Venice, like many other cities, is full of traditional dishes that are always proposed during the Christmas period. From aperitif to dessert, this island offers the possibility to recall ancient flavors that usually the rest of the year are forgotten. They are in fact recipes like: the caramei col stecco, the stewed eel and the cialdone that determine the arrival of the parties.

To get you into the right mood I ask to imagine yourself in a narrow street and to pass under a low door, it will be your access to enter in a typical Venetian house with small spaces. The first thing you will see is an old lady cooking and immediately you will smell the food she has on the stove.

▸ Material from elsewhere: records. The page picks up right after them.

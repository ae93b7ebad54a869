//! Mock provider for tests and offline runs.

use std::sync::atomic::{AtomicU32, Ordering};
use std::sync::Mutex;

use async_trait::async_trait;

use ieltsim_core::model::{
    ChartKind, ChartRow, CriterionFeedback, Passage, Question, QuestionGroup, QuestionOption,
    QuestionType, ReadingSection, Test, WritingFeedback, WritingSection, WritingSubmission,
    WritingTask1, WritingTask2,
};
use ieltsim_core::scoring::word_count;
use ieltsim_core::traits::ContentProvider;

/// A deterministic content provider: canned test, canned feedback, and
/// switchable failure injection. Records calls for assertions.
pub struct MockContentProvider {
    fail_generate: bool,
    fail_grade: bool,
    feedback: WritingFeedback,
    generate_calls: AtomicU32,
    grade_calls: AtomicU32,
    last_submission: Mutex<Option<WritingSubmission>>,
}

impl MockContentProvider {
    pub fn new() -> Self {
        MockContentProvider {
            fail_generate: false,
            fail_grade: false,
            feedback: sample_feedback(),
            generate_calls: AtomicU32::new(0),
            grade_calls: AtomicU32::new(0),
            last_submission: Mutex::new(None),
        }
    }

    /// A mock whose generate operation always fails.
    pub fn failing_generation() -> Self {
        MockContentProvider {
            fail_generate: true,
            ..MockContentProvider::new()
        }
    }

    /// A mock whose grade operation always fails.
    pub fn failing_grading() -> Self {
        MockContentProvider {
            fail_grade: true,
            ..MockContentProvider::new()
        }
    }

    /// A mock returning the given feedback from grading.
    pub fn with_feedback(feedback: WritingFeedback) -> Self {
        MockContentProvider {
            feedback,
            ..MockContentProvider::new()
        }
    }

    pub fn generate_calls(&self) -> u32 {
        self.generate_calls.load(Ordering::Relaxed)
    }

    pub fn grade_calls(&self) -> u32 {
        self.grade_calls.load(Ordering::Relaxed)
    }

    /// The last submission passed to `grade_writing`.
    pub fn last_submission(&self) -> Option<WritingSubmission> {
        self.last_submission.lock().unwrap().clone()
    }
}

impl Default for MockContentProvider {
    fn default() -> Self {
        Self::new()
    }
}

#[async_trait]
impl ContentProvider for MockContentProvider {
    fn name(&self) -> &str {
        "mock"
    }

    async fn generate_test(&self) -> anyhow::Result<Test> {
        self.generate_calls.fetch_add(1, Ordering::Relaxed);
        if self.fail_generate {
            anyhow::bail!("mock generation failure");
        }
        Ok(sample_test())
    }

    async fn grade_writing(
        &self,
        submission: &WritingSubmission,
    ) -> anyhow::Result<WritingFeedback> {
        self.grade_calls.fetch_add(1, Ordering::Relaxed);
        *self.last_submission.lock().unwrap() = Some(submission.clone());
        if self.fail_grade {
            anyhow::bail!("mock grading failure");
        }
        let mut feedback = self.feedback.clone();
        feedback.word_count_task1 = word_count(&submission.task1);
        feedback.word_count_task2 = word_count(&submission.task2);
        Ok(feedback)
    }
}

/// A fixed, contract-valid test: 3 passages, 40 questions across all six
/// question kinds, and a complete writing section.
pub fn sample_test() -> Test {
    let tfng = |id: u32, statement: &str, answer: &str| Question {
        id,
        kind: QuestionType::TrueFalseNotGiven,
        text: statement.to_string(),
        options: vec![],
        correct_answer: vec![answer.to_string()],
        explanation: Some("Compare the statement with paragraph B.".into()),
    };
    let completion = |id: u32, kind, text: &str, answer: &str| Question {
        id,
        kind,
        text: text.to_string(),
        options: vec![],
        correct_answer: vec![answer.to_string()],
        explanation: Some("The passage states this directly.".into()),
    };
    let heading = |id: u32, paragraph: char, answer: &str| Question {
        id,
        kind: QuestionType::MatchingHeadings,
        text: format!("Paragraph {paragraph}"),
        options: vec![],
        correct_answer: vec![answer.to_string()],
        explanation: Some("The paragraph's main idea matches this heading.".into()),
    };
    let choice = |id: u32, text: &str, answer: &str| Question {
        id,
        kind: QuestionType::MultipleChoice,
        text: text.to_string(),
        options: ["A", "B", "C", "D"]
            .iter()
            .map(|l| QuestionOption {
                label: l.to_string(),
                value: l.to_string(),
            })
            .collect(),
        correct_answer: vec![answer.to_string()],
        explanation: Some("Only this option is supported by the text.".into()),
    };

    let passage1 = Passage {
        passage_number: 1,
        title: "The Forgotten Reservoirs".into(),
        content: "Across the arid plateau, early engineers cut a lattice of \
                  underground channels that carried snowmelt to distant fields. \
                  Modern surveys suggest many of these systems still hold water \
                  today, though few are mapped.\n\nParagraph B describes how \
                  sediment slowly sealed the oldest channels."
            .into(),
        question_groups: vec![
            QuestionGroup {
                instructions: "Do the following statements agree with the information in the passage? Write TRUE, FALSE or NOT GIVEN.".into(),
                questions: vec![
                    tfng(1, "The channels were built to carry snowmelt.", "TRUE"),
                    tfng(2, "All of the channel systems have been mapped.", "FALSE"),
                    tfng(3, "The engineers worked only in winter.", "NOT GIVEN"),
                    tfng(4, "Sediment affected the oldest channels.", "TRUE"),
                    tfng(5, "Modern pumps have replaced every channel.", "FALSE"),
                    tfng(6, "Local farmers funded the original construction.", "NOT GIVEN"),
                ],
                options: vec![],
            },
            QuestionGroup {
                instructions: "Complete the sentences below with ONE WORD ONLY from the passage.".into(),
                questions: vec![
                    completion(7, QuestionType::SentenceCompletion, "The channels distributed water from melting ____.", "snow"),
                    completion(8, QuestionType::SentenceCompletion, "Over centuries the oldest channels were sealed by ____.", "sediment"),
                    completion(9, QuestionType::SentenceCompletion, "The network was cut beneath an arid ____.", "plateau"),
                    completion(10, QuestionType::SentenceCompletion, "Water was carried to distant ____.", "fields"),
                    completion(11, QuestionType::SentenceCompletion, "Recent ____ indicate water remains in many systems.", "surveys"),
                    completion(12, QuestionType::SentenceCompletion, "The channels formed a ____ under the ground.", "lattice"),
                    completion(13, QuestionType::SentenceCompletion, "Few of the systems appear on a modern ____.", "map"),
                ],
                options: vec![],
            },
        ],
    };

    let heading_options: Vec<String> = [
        "i. A network built for trade",
        "ii. Measuring what remains",
        "iii. The first cartographers",
        "iv. Goods that crossed the desert",
        "v. Why the routes moved",
        "vi. Taxing the caravans",
        "vii. Cities that vanished",
        "viii. A modern revival",
        "ix. The role of oases",
    ]
    .iter()
    .map(|s| s.to_string())
    .collect();

    let passage2 = Passage {
        passage_number: 2,
        title: "Caravans of the Inland Sea".into(),
        content: "A. Long before rail, caravans moved silk and copper across \
                  the basin.\n\nB. Oases determined every route.\n\nC. Route \
                  shifts followed the slow drying of wells.\n\nD. Levies at \
                  each station paid for guards and water.\n\nE. Several \
                  staging towns were abandoned within a generation.\n\nF. \
                  Satellite imaging now traces the old roads.\n\nG. Tourism \
                  boards are reopening parts of the network.".into(),
        question_groups: vec![
            QuestionGroup {
                instructions: "Choose the correct heading for each paragraph from the list of headings below.".into(),
                questions: vec![
                    heading(14, 'A', "i"),
                    heading(15, 'B', "ix"),
                    heading(16, 'C', "v"),
                    heading(17, 'D', "vi"),
                    heading(18, 'E', "vii"),
                    heading(19, 'F', "ii"),
                    heading(20, 'G', "viii"),
                ],
                options: heading_options,
            },
            QuestionGroup {
                instructions: "Answer the questions below with NO MORE THAN TWO WORDS from the passage.".into(),
                questions: vec![
                    completion(21, QuestionType::ShortAnswer, "What did caravans carry besides silk?", "copper"),
                    completion(22, QuestionType::ShortAnswer, "What feature determined every route?", "oases"),
                    completion(23, QuestionType::ShortAnswer, "What did levies pay for besides water?", "guards"),
                    completion(24, QuestionType::ShortAnswer, "What technology now traces the old roads?", "satellite imaging"),
                    completion(25, QuestionType::ShortAnswer, "What happened to several staging towns?", "abandoned"),
                    completion(26, QuestionType::ShortAnswer, "Who is reopening parts of the network?", "tourism boards"),
                ],
                options: vec![],
            },
        ],
    };

    let passage3 = Passage {
        passage_number: 3,
        title: "Lighting the Victorian Harbour".into(),
        content: "The harbour's conversion from oil lanterns to electric \
                  arc lamps in 1887 halved night-time accidents within two \
                  years. A registration form preserved in the port archive \
                  records each vessel's cargo, tonnage and berth."
            .into(),
        question_groups: vec![
            QuestionGroup {
                instructions: "Choose the correct letter, A, B, C or D.".into(),
                questions: vec![
                    choice(27, "What replaced the oil lanterns?", "B"),
                    choice(28, "When did the conversion take place?", "A"),
                    choice(29, "What happened to night-time accidents?", "C"),
                    choice(30, "Where is the registration form preserved?", "D"),
                    choice(31, "What does the author say about tonnage?", "A"),
                    choice(32, "The word 'berth' refers to what?", "B"),
                    choice(33, "The passage is mainly about what?", "C"),
                ],
                options: vec![],
            },
            QuestionGroup {
                instructions: "Complete the form below with ONE WORD AND/OR A NUMBER from the passage.".into(),
                questions: vec![
                    completion(34, QuestionType::FormCompletion, "Year of conversion: ____", "1887"),
                    completion(35, QuestionType::FormCompletion, "Earlier light source: oil ____", "lanterns"),
                    completion(36, QuestionType::FormCompletion, "New light source: electric ____ lamps", "arc"),
                    completion(37, QuestionType::FormCompletion, "Records kept in the port ____", "archive"),
                    completion(38, QuestionType::FormCompletion, "Recorded per vessel: cargo, ____ and berth", "tonnage"),
                    completion(39, QuestionType::FormCompletion, "Accidents halved within two ____", "years"),
                    completion(40, QuestionType::FormCompletion, "Setting of the passage: the ____", "harbour"),
                ],
                options: vec![],
            },
        ],
    };

    Test {
        reading: ReadingSection {
            passages: vec![passage1, passage2, passage3],
        },
        writing: WritingSection {
            task1: WritingTask1 {
                prompt: "The chart shows average monthly visitors (in thousands) \
                         to three museums between 2019 and 2021. Summarise the \
                         information by selecting and reporting the main features."
                    .into(),
                chart_type: ChartKind::Bar,
                data: vec![
                    ChartRow {
                        name: "2019".into(),
                        series: [("Greenfield", 42.0), ("Harbourside", 31.5), ("Westgate", 18.0)]
                            .iter()
                            .map(|(k, v)| (k.to_string(), *v))
                            .collect(),
                    },
                    ChartRow {
                        name: "2020".into(),
                        series: [("Greenfield", 12.5), ("Harbourside", 9.0), ("Westgate", 6.5)]
                            .iter()
                            .map(|(k, v)| (k.to_string(), *v))
                            .collect(),
                    },
                    ChartRow {
                        name: "2021".into(),
                        series: [("Greenfield", 28.0), ("Harbourside", 22.5), ("Westgate", 15.0)]
                            .iter()
                            .map(|(k, v)| (k.to_string(), *v))
                            .collect(),
                    },
                ],
                data_keys: vec!["Greenfield".into(), "Harbourside".into(), "Westgate".into()],
                colors: vec!["#8884d8".into(), "#82ca9d".into(), "#ffc658".into()],
            },
            task2: WritingTask2 {
                prompt: "Some people believe museums should be free for everyone, \
                         while others think visitors should pay admission. Discuss \
                         both views and give your own opinion."
                    .into(),
            },
        },
    }
}

/// Canned feedback at a mid-range band.
pub fn sample_feedback() -> WritingFeedback {
    let criterion = |band: f64, feedback: &str| CriterionFeedback {
        band,
        feedback: feedback.to_string(),
    };
    WritingFeedback {
        task_achievement: criterion(6.5, "Covers the main trends with some detail."),
        coherence_and_cohesion: criterion(6.0, "Generally well organised; linking is mechanical."),
        lexical_resource: criterion(6.5, "Adequate range with occasional imprecision."),
        grammatical_range_and_accuracy: criterion(6.0, "Mix of structures; errors rarely impede."),
        overall_band: 6.5,
        word_count_task1: 168,
        word_count_task2: 274,
    }
}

This is exactly one of the feelings I love most about Christmas, women cooking for hours in a deserted house but they know it will be full with hungry relatives and children.

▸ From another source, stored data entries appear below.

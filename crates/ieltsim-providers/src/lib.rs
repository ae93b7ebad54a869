//! ieltsim-providers — content provider integrations.
//!
//! Implements the `ContentProvider` trait for the Gemini API, plus a
//! deterministic mock backend for tests and offline runs.

pub mod config;
pub mod error;
pub mod gemini;
pub mod mock;

pub use config::{create_provider, load_config, IeltsimConfig, ProviderConfig};
pub use error::ProviderError;
//! Provider error types.

use thiserror::Error;

/// Errors that can occur when talking to a content provider backend.
#[derive(Debug, Error)]
pub enum ProviderError {
    /// The API returned a 429 rate limit response.
    #[error("rate limited, retry after {retry_after_ms}ms")]
    RateLimited { retry_after_ms: u64 },

    /// Authentication failed (invalid API key).
    #[error("authentication failed: {0}")]
    AuthenticationFailed(String),

    /// The requested model was not found.
    #[error("model not found: {0}")]
    ModelNotFound(String),

    /// The API returned an error response.
    #[error("API error (HTTP {status}): {message}")]
    ApiError { status: u16, message: String },

    /// The request timed out.
    #[error("request timed out after {0}s")]
    Timeout(u64),

    /// A network error occurred.
    #[error("network error: {0}")]
    NetworkError(String),

    /// The response arrived but does not satisfy the content contract.
    #[error("malformed payload: {0}")]
    MalformedPayload(String),

    /// The response carried no candidates at all.
    #[error("empty response from model")]
    EmptyResponse,
}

But what are the typical recipes to cook during this period? And how far is their story?

Italians to conquer baccalà

It is 1432 when Pietro Querini due to a storm lands on the island of Rost in Norway, beyond the Arctic Circle, notes that the locals feed on a fish unknown to him, the stockfish. Fascinated immediately by this marine creature, good to be consumed both fresh and salty, decides to bring with it a load on his return to Venice.

It will be the Venetians who change the name of this fish in baccalà, from the latin baculus (stick), probably due to its characteristic of being hard as a wood.

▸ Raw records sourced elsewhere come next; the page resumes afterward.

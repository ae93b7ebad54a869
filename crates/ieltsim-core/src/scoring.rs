//! Reading scorer and band arithmetic.
//!
//! Pure functions: no I/O, no session state. The session machine calls
//! these at submit time.

use crate::model::{Question, ReadingOutcome, Test, UserAnswers};

/// Minimum words expected for writing task 1.
pub const TASK1_MIN_WORDS: u32 = 150;
/// Minimum words expected for writing task 2.
pub const TASK2_MIN_WORDS: u32 = 250;

/// The official academic-reading raw-score to band conversion table.
///
/// Fixed external constant; out-of-range scores map to band 0.
pub fn band_for_raw_score(score: u32) -> f64 {
    match score {
        39..=40 => 9.0,
        37..=38 => 8.5,
        35..=36 => 8.0,
        33..=34 => 7.5,
        30..=32 => 7.0,
        27..=29 => 6.5,
        23..=26 => 6.0,
        19..=22 => 5.5,
        15..=18 => 5.0,
        13..=14 => 4.5,
        10..=12 => 4.0,
        8..=9 => 3.5,
        6..=7 => 3.0,
        4..=5 => 2.5,
        3 => 2.0,
        2 => 1.5,
        1 => 1.0,
        _ => 0.0,
    }
}

/// Canonical answer form: surrounding whitespace stripped, lowercased.
pub fn normalize_answer(answer: &str) -> String {
    answer.trim().to_lowercase()
}

/// A question is correct iff the normalized user answer is a non-empty
/// member of the normalized acceptable-answer set.
pub fn is_correct(question: &Question, answer: Option<&str>) -> bool {
    let Some(answer) = answer else {
        return false;
    };
    let normalized = normalize_answer(answer);
    if normalized.is_empty() {
        return false;
    }
    question
        .correct_answer
        .iter()
        .any(|accepted| normalize_answer(accepted) == normalized)
}

/// Score a reading attempt: correct count, band, and the answer key used.
pub fn score_reading(test: &Test, answers: &UserAnswers) -> ReadingOutcome {
    let mut score = 0u32;
    let mut answer_key = std::collections::BTreeMap::new();

    for question in test.questions() {
        answer_key.insert(question.id, question.correct_answer.clone());
        if is_correct(question, answers.get(&question.id).map(String::as_str)) {
            score += 1;
        }
    }

    ReadingOutcome {
        score,
        band: band_for_raw_score(score),
        user_answers: answers.clone(),
        answer_key,
    }
}

/// Ids of questions whose answer is missing or whitespace-empty, in
/// document order. Input to the pre-submit confirmation gate.
pub fn unanswered(test: &Test, answers: &UserAnswers) -> Vec<u32> {
    test.questions()
        .filter(|q| {
            answers
                .get(&q.id)
                .map(|a| a.trim().is_empty())
                .unwrap_or(true)
        })
        .map(|q| q.id)
        .collect()
}

/// Round to the nearest half band, half-up (6.25 rounds to 6.5).
pub fn round_to_half_band(band: f64) -> f64 {
    (band * 2.0).round() / 2.0
}

/// Overall band for a full attempt: average the two section bands first,
/// then round to the nearest half band.
pub fn combine_overall_band(reading_band: f64, writing_band: f64) -> f64 {
    round_to_half_band((reading_band + writing_band) / 2.0)
}

/// Whitespace-delimited word count, used for the task minimums.
pub fn word_count(text: &str) -> u32 {
    text.split_whitespace().count() as u32
}

#[cfg(test)]
mod tests {
    use super::*;
    use crate::model::QuestionType;

    fn question(correct: &[&str]) -> Question {
        Question {
            id: 1,
            kind: QuestionType::ShortAnswer,
            text: "Which city hosted the survey?".into(),
            options: vec![],
            correct_answer: correct.iter().map(|s| s.to_string()).collect(),
            explanation: None,
        }
    }

    #[test]
    fn band_table_covers_full_range() {
        for score in 0..=40u32 {
            let band = band_for_raw_score(score);
            assert!((0.0..=9.0).contains(&band), "score {score} gave {band}");
            // Half-band increments only.
            assert_eq!(band * 2.0, (band * 2.0).round());
        }
        assert_eq!(band_for_raw_score(40), 9.0);
        assert_eq!(band_for_raw_score(0), 0.0);
    }

    #[test]
    fn band_table_is_monotone() {
        for score in 1..=40u32 {
            assert!(
                band_for_raw_score(score) >= band_for_raw_score(score - 1),
                "table decreases at raw score {score}"
            );
        }
    }

    #[test]
    fn out_of_range_score_maps_to_zero() {
        assert_eq!(band_for_raw_score(41), 0.0);
        assert_eq!(band_for_raw_score(u32::MAX), 0.0);
    }

    #[test]
    fn matching_ignores_case_and_whitespace() {
        let q = question(&["London"]);
        assert!(is_correct(&q, Some("  London  ")));
        assert!(is_correct(&q, Some("london")));
        assert!(is_correct(&q, Some("\tLONDON\n")));
        assert!(!is_correct(&q, Some("londons")));
    }

    #[test]
    fn empty_or_missing_answer_is_incorrect() {
        let q = question(&["TRUE"]);
        assert!(!is_correct(&q, None));
        assert!(!is_correct(&q, Some("")));
        assert!(!is_correct(&q, Some("   ")));
    }

    #[test]
    fn multi_valued_key_accepts_any_member() {
        let q = question(&["B", "b"]);
        assert!(is_correct(&q, Some("b")));
        assert!(is_correct(&q, Some("B ")));
        let q = question(&["nineteen", "19"]);
        assert!(is_correct(&q, Some("19")));
        assert!(is_correct(&q, Some("Nineteen")));
        assert!(!is_correct(&q, Some("20")));
    }

    #[test]
    fn combine_averages_then_rounds() {
        assert_eq!(combine_overall_band(6.0, 7.0), 6.5);
        // avg 6.25 rounds up to 6.5
        assert_eq!(combine_overall_band(5.5, 7.0), 6.5);
        // avg 6.75 rounds up to 7.0
        assert_eq!(combine_overall_band(6.5, 7.0), 7.0);
        assert_eq!(combine_overall_band(0.0, 0.0), 0.0);
        assert_eq!(combine_overall_band(9.0, 9.0), 9.0);
    }

    #[test]
    fn combine_is_commutative_and_half_granular() {
        let bands = [0.0, 2.5, 5.5, 6.0, 6.5, 7.0, 8.5, 9.0];
        for &a in &bands {
            for &b in &bands {
                let combined = combine_overall_band(a, b);
                assert_eq!(combined, combine_overall_band(b, a));
                assert_eq!(combined * 2.0, (combined * 2.0).round());
            }
        }
    }

    #[test]
    fn rounding_pinned_at_midpoints() {
        assert_eq!(round_to_half_band(6.125), 6.0);
        assert_eq!(round_to_half_band(6.25), 6.5);
        assert_eq!(round_to_half_band(6.375), 6.5);
        assert_eq!(round_to_half_band(6.75), 7.0);
    }

    #[test]
    fn word_count_splits_on_whitespace() {
        assert_eq!(word_count(""), 0);
        assert_eq!(word_count("   "), 0);
        assert_eq!(word_count("one two  three\nfour"), 4);
    }
}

Become a main ingredient for the Venetian culinary culture, baccalà, is proposed during the period of festivals in different guises, considered a lean dish we can find throughout the year as a main ingredient in cicchetti.

To when bigoli in sauce?

Another classic of Venetian and Veneto cuisine are bigoli in sauce, pasta similar to big spaghetti, long and drawn from the rough and porous surface, accompanied by a tasty and simple condiment made of: finely chopped onions, anchovies and olive oil.

For ages this dish is a symbol of fasting and purification, in fact it is customary to prepare it in the days of abstinence from meat such as: Christmas Eve, Good Friday and Ash Wednesday. But thanks to the explosion of flavors that gives this dish, the bigoli in sauce have become the culinary symbol of Festa del Redentore.

Sweets from tradition

There are many traditional Venetian desserts, but the inevitable during the holiday season are certainly them:

  • Bussolai buranei that are sweet desserts rich in eggs and butter typical of the island of Burano, prepared at home and cooked by bakers, we find them in the beliefs of the houses and served if necessary in case of guests. Their particular name derives from the term 'busa' which in Venetian dialect means hole add the word 'buranei' to indicate its origin;
  • The Venetian zaeti or zaleti are friable and chibby biscuits with a lozenge shape made of raisins and corn flour. It is precisely this last ingredient that owe their name, because it gives to the dough an unmistakable intense yellow color. Born around 1600 between Belluno and the Friuli provinces of Udine and Pordenone, these sweets were very successful when they were brought together with other goods in Venice as a product to be sold.

Traditionally, even today in Venice, a 'way' meal isn’t closed without having served to the guests: bussolai buranei and zaleti with passito wines, liqueurs or mascarpone cream.

In this article I wanted to introduce and tell you the story of just a few typical’s Venetian recipes but there are many others for example: the panettone’s sandwiches, pasta and fasoi and bigoli with duck sauce.